**Saved data entries**

- - - - -

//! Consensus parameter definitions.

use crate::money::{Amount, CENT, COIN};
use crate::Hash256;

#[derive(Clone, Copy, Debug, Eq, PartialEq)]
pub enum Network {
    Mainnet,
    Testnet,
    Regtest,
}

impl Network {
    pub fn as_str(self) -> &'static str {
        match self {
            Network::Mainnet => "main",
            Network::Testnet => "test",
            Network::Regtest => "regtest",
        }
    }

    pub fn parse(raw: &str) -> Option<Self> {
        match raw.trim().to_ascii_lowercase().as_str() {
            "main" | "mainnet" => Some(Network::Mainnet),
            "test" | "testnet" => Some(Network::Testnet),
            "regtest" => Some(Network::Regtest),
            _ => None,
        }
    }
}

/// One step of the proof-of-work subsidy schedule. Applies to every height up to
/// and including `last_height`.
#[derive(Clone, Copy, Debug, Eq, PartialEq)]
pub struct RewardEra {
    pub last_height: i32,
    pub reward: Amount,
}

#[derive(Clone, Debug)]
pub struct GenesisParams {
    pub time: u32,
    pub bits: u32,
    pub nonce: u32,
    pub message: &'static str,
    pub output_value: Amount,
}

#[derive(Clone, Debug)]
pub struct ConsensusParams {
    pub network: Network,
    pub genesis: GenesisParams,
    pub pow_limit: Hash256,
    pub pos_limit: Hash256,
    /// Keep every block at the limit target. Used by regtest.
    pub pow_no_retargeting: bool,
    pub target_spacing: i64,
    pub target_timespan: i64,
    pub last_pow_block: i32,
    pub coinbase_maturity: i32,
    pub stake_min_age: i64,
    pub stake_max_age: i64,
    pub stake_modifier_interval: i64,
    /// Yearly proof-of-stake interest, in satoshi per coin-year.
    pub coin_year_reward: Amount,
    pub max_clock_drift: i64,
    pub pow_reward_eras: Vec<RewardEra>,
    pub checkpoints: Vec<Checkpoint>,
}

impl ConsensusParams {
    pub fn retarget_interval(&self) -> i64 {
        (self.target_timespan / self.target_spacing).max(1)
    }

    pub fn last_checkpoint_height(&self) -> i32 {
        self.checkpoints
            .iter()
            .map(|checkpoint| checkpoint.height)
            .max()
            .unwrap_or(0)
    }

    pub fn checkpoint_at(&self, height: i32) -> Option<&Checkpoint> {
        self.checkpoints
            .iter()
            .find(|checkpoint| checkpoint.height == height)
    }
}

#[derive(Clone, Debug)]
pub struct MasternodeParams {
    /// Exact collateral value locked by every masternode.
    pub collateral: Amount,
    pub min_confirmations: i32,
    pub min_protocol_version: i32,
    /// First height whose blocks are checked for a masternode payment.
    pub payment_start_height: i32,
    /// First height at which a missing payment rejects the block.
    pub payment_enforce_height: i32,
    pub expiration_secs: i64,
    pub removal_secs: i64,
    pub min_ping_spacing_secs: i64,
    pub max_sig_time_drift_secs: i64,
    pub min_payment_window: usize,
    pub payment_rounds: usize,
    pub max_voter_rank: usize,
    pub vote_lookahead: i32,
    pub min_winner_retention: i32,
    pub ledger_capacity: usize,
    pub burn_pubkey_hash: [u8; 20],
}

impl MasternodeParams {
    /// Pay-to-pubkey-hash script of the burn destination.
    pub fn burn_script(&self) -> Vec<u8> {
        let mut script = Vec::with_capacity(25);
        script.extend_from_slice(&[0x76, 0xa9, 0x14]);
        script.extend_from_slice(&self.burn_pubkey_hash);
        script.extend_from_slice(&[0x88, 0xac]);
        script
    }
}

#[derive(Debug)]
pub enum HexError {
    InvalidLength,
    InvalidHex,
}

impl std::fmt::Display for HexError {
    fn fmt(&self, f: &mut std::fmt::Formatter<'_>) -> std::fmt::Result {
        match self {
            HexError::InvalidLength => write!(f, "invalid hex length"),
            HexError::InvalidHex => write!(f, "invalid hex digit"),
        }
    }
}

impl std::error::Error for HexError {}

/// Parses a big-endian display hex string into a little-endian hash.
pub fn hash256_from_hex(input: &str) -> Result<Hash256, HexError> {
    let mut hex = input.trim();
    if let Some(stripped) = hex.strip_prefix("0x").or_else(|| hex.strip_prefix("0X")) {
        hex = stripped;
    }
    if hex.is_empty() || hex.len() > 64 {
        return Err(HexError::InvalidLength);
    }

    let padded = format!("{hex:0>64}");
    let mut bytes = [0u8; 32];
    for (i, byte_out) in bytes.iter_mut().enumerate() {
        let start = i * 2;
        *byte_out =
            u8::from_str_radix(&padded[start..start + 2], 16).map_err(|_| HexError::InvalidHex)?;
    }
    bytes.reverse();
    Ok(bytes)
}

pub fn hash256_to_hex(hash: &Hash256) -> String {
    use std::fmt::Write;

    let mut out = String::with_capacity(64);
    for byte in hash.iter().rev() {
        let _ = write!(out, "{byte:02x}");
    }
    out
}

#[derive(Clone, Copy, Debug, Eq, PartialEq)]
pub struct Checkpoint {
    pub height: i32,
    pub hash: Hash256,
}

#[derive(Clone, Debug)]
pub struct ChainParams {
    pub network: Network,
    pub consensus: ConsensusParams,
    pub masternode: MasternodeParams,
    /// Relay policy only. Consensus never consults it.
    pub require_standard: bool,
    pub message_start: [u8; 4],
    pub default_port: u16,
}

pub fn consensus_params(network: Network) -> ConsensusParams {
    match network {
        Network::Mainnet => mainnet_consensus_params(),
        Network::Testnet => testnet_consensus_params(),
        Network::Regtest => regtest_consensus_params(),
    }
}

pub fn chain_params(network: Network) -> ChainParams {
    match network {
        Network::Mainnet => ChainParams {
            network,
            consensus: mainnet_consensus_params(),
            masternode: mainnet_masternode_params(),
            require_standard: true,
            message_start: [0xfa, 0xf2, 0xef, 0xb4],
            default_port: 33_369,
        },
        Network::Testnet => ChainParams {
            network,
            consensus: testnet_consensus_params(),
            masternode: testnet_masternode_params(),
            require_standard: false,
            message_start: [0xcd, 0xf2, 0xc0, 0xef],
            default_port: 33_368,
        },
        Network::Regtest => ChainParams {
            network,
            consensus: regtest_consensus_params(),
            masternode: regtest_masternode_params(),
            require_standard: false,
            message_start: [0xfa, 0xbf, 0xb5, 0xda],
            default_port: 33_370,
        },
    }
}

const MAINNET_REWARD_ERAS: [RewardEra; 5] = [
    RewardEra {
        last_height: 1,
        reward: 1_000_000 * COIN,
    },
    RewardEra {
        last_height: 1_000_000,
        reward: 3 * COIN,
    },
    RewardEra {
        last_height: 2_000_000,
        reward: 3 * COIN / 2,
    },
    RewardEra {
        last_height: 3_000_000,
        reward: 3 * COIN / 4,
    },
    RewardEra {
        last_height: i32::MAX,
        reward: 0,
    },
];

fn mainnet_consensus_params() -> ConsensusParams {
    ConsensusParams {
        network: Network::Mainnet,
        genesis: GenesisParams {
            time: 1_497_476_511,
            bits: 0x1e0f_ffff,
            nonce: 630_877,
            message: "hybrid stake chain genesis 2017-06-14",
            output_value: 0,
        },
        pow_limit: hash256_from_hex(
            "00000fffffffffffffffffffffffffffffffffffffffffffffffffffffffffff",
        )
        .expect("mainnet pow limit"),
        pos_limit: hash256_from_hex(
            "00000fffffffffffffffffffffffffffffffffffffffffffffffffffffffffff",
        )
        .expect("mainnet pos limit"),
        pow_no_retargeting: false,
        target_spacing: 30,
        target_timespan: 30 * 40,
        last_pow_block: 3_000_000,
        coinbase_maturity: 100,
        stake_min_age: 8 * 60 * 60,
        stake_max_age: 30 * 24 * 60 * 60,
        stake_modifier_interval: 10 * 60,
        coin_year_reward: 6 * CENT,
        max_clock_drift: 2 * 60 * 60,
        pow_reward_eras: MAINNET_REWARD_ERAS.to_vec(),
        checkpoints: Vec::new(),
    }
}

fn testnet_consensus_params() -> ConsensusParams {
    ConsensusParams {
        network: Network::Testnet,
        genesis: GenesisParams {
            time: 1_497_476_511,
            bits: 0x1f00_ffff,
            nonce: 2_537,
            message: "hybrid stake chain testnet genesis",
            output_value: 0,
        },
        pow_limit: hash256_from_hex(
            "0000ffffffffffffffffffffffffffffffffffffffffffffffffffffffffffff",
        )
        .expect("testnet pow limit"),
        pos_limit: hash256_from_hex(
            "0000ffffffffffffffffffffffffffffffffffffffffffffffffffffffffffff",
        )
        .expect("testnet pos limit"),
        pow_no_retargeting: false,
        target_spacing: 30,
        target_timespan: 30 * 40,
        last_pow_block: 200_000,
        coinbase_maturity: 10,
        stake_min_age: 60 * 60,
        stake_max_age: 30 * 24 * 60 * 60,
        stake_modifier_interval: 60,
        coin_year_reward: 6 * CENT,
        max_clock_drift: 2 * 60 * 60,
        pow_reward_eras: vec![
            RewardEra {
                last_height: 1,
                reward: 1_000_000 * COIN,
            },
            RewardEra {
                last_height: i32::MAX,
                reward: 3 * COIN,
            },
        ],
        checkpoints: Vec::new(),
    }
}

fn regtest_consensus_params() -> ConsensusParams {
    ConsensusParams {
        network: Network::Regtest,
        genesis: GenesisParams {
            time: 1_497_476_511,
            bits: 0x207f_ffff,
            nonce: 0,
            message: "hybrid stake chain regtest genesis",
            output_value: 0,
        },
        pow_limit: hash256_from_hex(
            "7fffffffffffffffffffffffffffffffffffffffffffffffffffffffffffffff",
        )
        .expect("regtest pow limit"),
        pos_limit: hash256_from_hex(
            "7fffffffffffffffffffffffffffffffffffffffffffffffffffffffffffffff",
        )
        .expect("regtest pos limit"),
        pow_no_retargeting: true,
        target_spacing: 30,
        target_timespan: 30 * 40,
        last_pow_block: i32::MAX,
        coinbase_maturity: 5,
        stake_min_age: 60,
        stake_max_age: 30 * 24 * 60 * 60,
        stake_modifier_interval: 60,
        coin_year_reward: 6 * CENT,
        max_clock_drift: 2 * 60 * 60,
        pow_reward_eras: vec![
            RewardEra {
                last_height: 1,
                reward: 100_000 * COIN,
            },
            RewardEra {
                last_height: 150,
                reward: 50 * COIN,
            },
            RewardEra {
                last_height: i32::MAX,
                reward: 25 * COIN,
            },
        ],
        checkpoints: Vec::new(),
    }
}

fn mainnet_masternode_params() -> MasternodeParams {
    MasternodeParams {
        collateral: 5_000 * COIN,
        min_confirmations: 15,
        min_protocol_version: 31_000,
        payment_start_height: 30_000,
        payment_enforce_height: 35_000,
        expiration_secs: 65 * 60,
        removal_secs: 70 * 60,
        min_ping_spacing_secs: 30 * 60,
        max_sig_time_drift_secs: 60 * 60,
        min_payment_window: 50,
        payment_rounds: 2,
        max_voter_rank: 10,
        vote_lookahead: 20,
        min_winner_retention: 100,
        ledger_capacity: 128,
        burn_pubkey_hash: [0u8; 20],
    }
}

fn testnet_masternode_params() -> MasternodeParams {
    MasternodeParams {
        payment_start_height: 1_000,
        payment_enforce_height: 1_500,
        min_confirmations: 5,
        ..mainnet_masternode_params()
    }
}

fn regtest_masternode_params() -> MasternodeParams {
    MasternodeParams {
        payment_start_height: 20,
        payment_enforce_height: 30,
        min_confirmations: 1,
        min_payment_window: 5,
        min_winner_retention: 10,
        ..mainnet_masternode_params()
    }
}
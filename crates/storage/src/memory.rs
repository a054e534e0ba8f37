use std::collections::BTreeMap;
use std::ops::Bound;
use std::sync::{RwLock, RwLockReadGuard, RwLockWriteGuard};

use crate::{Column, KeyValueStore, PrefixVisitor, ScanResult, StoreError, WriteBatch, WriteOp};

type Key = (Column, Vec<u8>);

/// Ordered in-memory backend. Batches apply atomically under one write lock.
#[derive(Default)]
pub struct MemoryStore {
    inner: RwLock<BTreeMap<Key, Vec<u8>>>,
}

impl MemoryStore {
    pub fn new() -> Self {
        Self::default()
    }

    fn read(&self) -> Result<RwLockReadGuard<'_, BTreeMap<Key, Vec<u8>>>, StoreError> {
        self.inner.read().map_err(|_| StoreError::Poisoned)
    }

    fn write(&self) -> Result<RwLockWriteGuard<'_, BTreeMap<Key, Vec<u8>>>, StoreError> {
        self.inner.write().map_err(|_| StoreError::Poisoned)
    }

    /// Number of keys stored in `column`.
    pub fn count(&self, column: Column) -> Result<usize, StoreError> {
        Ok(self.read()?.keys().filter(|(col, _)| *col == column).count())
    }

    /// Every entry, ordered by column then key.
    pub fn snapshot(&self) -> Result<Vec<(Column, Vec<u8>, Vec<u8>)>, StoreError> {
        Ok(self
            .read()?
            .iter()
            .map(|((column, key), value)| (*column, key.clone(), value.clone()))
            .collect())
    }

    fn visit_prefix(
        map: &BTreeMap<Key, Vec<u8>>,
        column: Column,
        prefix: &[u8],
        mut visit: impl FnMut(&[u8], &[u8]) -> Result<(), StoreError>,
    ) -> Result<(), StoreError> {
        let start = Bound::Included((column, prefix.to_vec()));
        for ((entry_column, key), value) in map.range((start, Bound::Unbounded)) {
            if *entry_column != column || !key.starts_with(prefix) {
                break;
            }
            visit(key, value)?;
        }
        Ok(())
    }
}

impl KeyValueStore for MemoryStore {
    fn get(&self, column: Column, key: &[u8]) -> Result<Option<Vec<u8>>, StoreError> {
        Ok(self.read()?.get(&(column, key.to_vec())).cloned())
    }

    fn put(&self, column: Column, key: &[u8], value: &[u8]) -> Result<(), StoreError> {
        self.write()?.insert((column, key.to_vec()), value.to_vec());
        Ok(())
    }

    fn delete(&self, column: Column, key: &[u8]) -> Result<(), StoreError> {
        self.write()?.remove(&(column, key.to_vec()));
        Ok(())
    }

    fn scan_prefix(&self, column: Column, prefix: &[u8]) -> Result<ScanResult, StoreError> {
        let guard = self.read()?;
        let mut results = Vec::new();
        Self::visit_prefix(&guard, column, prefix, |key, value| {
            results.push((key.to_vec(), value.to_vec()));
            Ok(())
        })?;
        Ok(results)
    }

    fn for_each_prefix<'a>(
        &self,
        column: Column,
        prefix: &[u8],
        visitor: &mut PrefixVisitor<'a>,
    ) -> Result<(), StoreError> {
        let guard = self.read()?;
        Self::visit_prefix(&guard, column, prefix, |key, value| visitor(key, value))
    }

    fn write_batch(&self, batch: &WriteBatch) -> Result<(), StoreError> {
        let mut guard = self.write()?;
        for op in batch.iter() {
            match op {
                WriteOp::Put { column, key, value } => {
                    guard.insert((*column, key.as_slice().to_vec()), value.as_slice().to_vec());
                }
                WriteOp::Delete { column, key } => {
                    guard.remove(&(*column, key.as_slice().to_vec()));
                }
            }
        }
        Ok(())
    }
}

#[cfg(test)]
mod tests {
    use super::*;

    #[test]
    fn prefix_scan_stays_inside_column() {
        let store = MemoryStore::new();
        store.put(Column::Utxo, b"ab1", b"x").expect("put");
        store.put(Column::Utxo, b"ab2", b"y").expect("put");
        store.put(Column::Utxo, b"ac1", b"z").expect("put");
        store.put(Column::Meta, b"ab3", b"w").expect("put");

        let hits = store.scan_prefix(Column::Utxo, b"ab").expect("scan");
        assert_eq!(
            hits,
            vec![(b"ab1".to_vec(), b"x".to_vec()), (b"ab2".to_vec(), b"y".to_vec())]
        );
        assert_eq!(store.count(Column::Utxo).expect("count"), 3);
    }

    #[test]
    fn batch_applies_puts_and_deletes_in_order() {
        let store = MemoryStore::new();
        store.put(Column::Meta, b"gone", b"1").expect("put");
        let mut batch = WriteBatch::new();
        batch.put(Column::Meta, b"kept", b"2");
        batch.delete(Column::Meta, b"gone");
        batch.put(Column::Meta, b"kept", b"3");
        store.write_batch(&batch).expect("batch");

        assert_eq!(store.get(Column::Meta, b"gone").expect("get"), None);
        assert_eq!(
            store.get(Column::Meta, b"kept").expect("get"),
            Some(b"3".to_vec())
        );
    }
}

- - - - -

Working through the records, find each line containing the word "Amount" and copy it.

**RESPONSE TO THE TASK**
use crate::money::{Amount, CENT, COIN};
    pub reward: Amount,
    pub output_value: Amount,
    pub coin_year_reward: Amount,
    pub collateral: Amount,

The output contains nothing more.